··· Material for the task ···

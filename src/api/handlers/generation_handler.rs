use axum::{
    Json,
    extract::{Path, State},
    response::IntoResponse,
};
use tokio_util::sync::CancellationToken;
use tracing::debug;

use crate::{
    api::{app_state::AppState, dto::generation_dto::*, handlers::ensure_input_within_limit},
    error::AppError,
    models::result::{GenerationResult, ToolKind},
    services::backend::{TextImagePrompt, VideoPrompt},
};

/// 解析路径或请求体中的工具名
pub(crate) fn parse_tool(tool: &str) -> Result<ToolKind, AppError> {
    ToolKind::try_from(tool).map_err(AppError::Validation)
}

pub async fn generate(
    State(state): State<AppState>,
    Path(tool): Path<String>,
    Json(request): Json<GenerateRequest>,
) -> Result<impl IntoResponse, AppError> {
    let tool = parse_tool(&tool)?;
    ensure_input_within_limit(&state, &request.input)?;
    debug!("Direct generation: tool={}", tool);

    let cancel = CancellationToken::new();
    let outcome = state
        .generator
        .generate(tool, &request.input, None, &cancel)
        .await;
    state.metrics.record_outcome(&outcome);

    Ok(Json(outcome?))
}

pub async fn generate_video_ai(
    State(state): State<AppState>,
    Json(request): Json<VideoAiRequest>,
) -> Result<impl IntoResponse, AppError> {
    ensure_input_within_limit(&state, &request.topic)?;
    debug!("Backend video generation: topic={}", request.topic);

    let prompt = VideoPrompt {
        topic: request.topic,
        style: request.style,
        mood: request.mood,
        duration: request.duration,
    };
    let cancel = CancellationToken::new();
    let outcome = state
        .generator
        .generate_video_ai(&prompt, None, &cancel)
        .await
        .map(GenerationResult::Video);
    state.metrics.record_outcome(&outcome);

    Ok(Json(outcome?))
}

pub async fn generate_text_image(
    State(state): State<AppState>,
    Json(request): Json<TextImageRequest>,
) -> Result<impl IntoResponse, AppError> {
    ensure_input_within_limit(&state, &request.text)?;
    debug!("Backend image generation: emotion={}", request.emotion);

    let prompt = TextImagePrompt {
        text: request.text,
        emotion: request.emotion,
        color_prefs: request.color_prefs,
    };
    let cancel = CancellationToken::new();
    let outcome = state
        .generator
        .generate_text_image(&prompt, None, &cancel)
        .await
        .map(GenerationResult::Image);
    state.metrics.record_outcome(&outcome);

    Ok(Json(outcome?))
}
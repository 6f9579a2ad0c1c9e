use axum::{
    Json,
    extract::{Path, State},
    http::StatusCode,
    response::IntoResponse,
};
use tracing::debug;

use crate::{
    api::{
        app_state::AppState,
        dto::generation_dto::*,
        handlers::{ensure_input_within_limit, generation_handler::parse_tool},
    },
    error::AppError,
};

fn session_not_found(id: &str) -> AppError {
    AppError::NotFound(format!("Session not found: {}", id))
}

pub async fn create_session(State(state): State<AppState>) -> Result<impl IntoResponse, AppError> {
    let session = state.session_service.create().await?;
    debug!("Created session: {}", session.id);

    let response = CreateSessionResponse {
        id: session.id,
        created_at: session.created_at,
    };

    Ok((StatusCode::CREATED, Json(response)))
}

pub async fn list_sessions(State(state): State<AppState>) -> Result<impl IntoResponse, AppError> {
    let sessions: Vec<SessionResponse> = state
        .session_service
        .list()
        .await?
        .into_iter()
        .map(SessionResponse::from)
        .collect();

    let response = SessionListResponse {
        total: sessions.len(),
        sessions,
    };

    Ok(Json(response))
}

pub async fn get_session(
    State(state): State<AppState>,
    Path(id): Path<String>,
) -> Result<impl IntoResponse, AppError> {
    debug!("Getting session: {}", id);

    let session = state
        .session_service
        .get(&id)
        .await?
        .ok_or_else(|| session_not_found(&id))?;

    Ok(Json(SessionResponse::from(session)))
}

pub async fn delete_session(
    State(state): State<AppState>,
    Path(id): Path<String>,
) -> Result<impl IntoResponse, AppError> {
    debug!("Deleting session: {}", id);

    if state.session_service.remove(&id).await? {
        Ok(StatusCode::NO_CONTENT)
    } else {
        Err(session_not_found(&id))
    }
}

pub async fn start_generation(
    State(state): State<AppState>,
    Path(id): Path<String>,
    Json(request): Json<SessionGenerateRequest>,
) -> Result<impl IntoResponse, AppError> {
    let tool = parse_tool(&request.tool)?;
    ensure_input_within_limit(&state, &request.input)?;
    debug!("Session {} generating with {}", id, tool);

    let session = state
        .session_service
        .start_generation(&id, tool, &request.input)
        .await?;

    Ok((StatusCode::ACCEPTED, Json(SessionResponse::from(session))))
}

pub async fn retry_generation(
    State(state): State<AppState>,
    Path(id): Path<String>,
) -> Result<impl IntoResponse, AppError> {
    debug!("Retrying session: {}", id);

    let session = state.session_service.retry(&id).await?;
    Ok((StatusCode::ACCEPTED, Json(SessionResponse::from(session))))
}

pub async fn cancel_generation(
    State(state): State<AppState>,
    Path(id): Path<String>,
) -> Result<impl IntoResponse, AppError> {
    debug!("Cancelling session: {}", id);

    let session = state.session_service.cancel(&id).await?;
    Ok(Json(SessionResponse::from(session)))
}
//! Handlers 模块
//!
//! HTTP 请求处理程序。

pub mod asset_handler;
pub mod generation_handler;
pub mod session_handler;

pub use asset_handler::*;
pub use generation_handler::*;
pub use session_handler::*;

use crate::api::app_state::AppState;
use crate::error::AppError;

/// 输入长度上限由 API 层校验，引擎本身不限制
pub(crate) fn ensure_input_within_limit(state: &AppState, input: &str) -> Result<(), AppError> {
    let limit = state.generation_config().max_input_chars;
    let length = input.chars().count();
    if length > limit {
        return Err(AppError::Validation(format!(
            "Input is too long: {} characters (limit {})",
            length, limit
        )));
    }
    Ok(())
}
//! Session Routes
//!
//! 定义生成会话相关的 API 路由。

use crate::api::handlers::session_handler::*;
use axum::{
    Router,
    routing::{delete, get, post},
};

use crate::api::app_state::AppState;

/// 创建会话路由器
pub fn create_session_router() -> Router<AppState> {
    Router::new()
        .route("/sessions", post(create_session))
        .route("/sessions", get(list_sessions))
        .route("/sessions/:id", get(get_session))
        .route("/sessions/:id", delete(delete_session))
        .route("/sessions/:id/generate", post(start_generation))
        .route("/sessions/:id/retry", post(retry_generation))
        .route("/sessions/:id/cancel", post(cancel_generation))
}
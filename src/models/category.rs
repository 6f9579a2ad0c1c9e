use serde::{Deserialize, Serialize};
use std::fmt;

/// 内容语义类别
///
/// 每次检测恰好得到一个类别，没有命中任何关键词时为 [`Category::Default`]。
#[derive(Debug, Clone, Copy, Serialize, Deserialize, PartialEq, Eq, Hash, Default)]
#[serde(rename_all = "lowercase")]
pub enum Category {
    Business,
    Technology,
    Creative,
    Lifestyle,
    Nature,
    Education,
    Gaming,
    #[default]
    Default,
}

impl Category {
    /// 检测优先级顺序（不含 Default）
    pub const PRIORITY: [Category; 7] = [
        Category::Business,
        Category::Technology,
        Category::Creative,
        Category::Lifestyle,
        Category::Nature,
        Category::Education,
        Category::Gaming,
    ];

    pub fn as_str(&self) -> &'static str {
        match self {
            Category::Business => "business",
            Category::Technology => "technology",
            Category::Creative => "creative",
            Category::Lifestyle => "lifestyle",
            Category::Nature => "nature",
            Category::Education => "education",
            Category::Gaming => "gaming",
            Category::Default => "default",
        }
    }
}

impl fmt::Display for Category {
    fn fmt(&self, f: &mut fmt::Formatter<'_>) -> fmt::Result {
        f.write_str(self.as_str())
    }
}

impl TryFrom<&str> for Category {
    type Error = String;

    fn try_from(s: &str) -> Result<Self, Self::Error> {
        match s.to_lowercase().as_str() {
            "business" => Ok(Category::Business),
            "technology" => Ok(Category::Technology),
            "creative" => Ok(Category::Creative),
            "lifestyle" => Ok(Category::Lifestyle),
            "nature" => Ok(Category::Nature),
            "education" => Ok(Category::Education),
            "gaming" => Ok(Category::Gaming),
            "default" => Ok(Category::Default),
            other => Err(format!("Unknown category: {}", other)),
        }
    }
}

#[cfg(test)]
mod tests {
    use super::*;

    #[test]
    fn test_category_round_trip_names() {
        for category in Category::PRIORITY {
            assert_eq!(Category::try_from(category.as_str()), Ok(category));
        }
        assert!(Category::try_from("cooking").is_err());
    }

    #[test]
    fn test_category_serializes_lowercase() {
        let json = serde_json::to_string(&Category::Technology).unwrap();
        assert_eq!(json, "\"technology\"");
    }
}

···

■ Work order
Return every line from the records above that holds the word "emotion".

■ Written reply
    debug!("Backend image generation: emotion={}", request.emotion);
        emotion: request.emotion,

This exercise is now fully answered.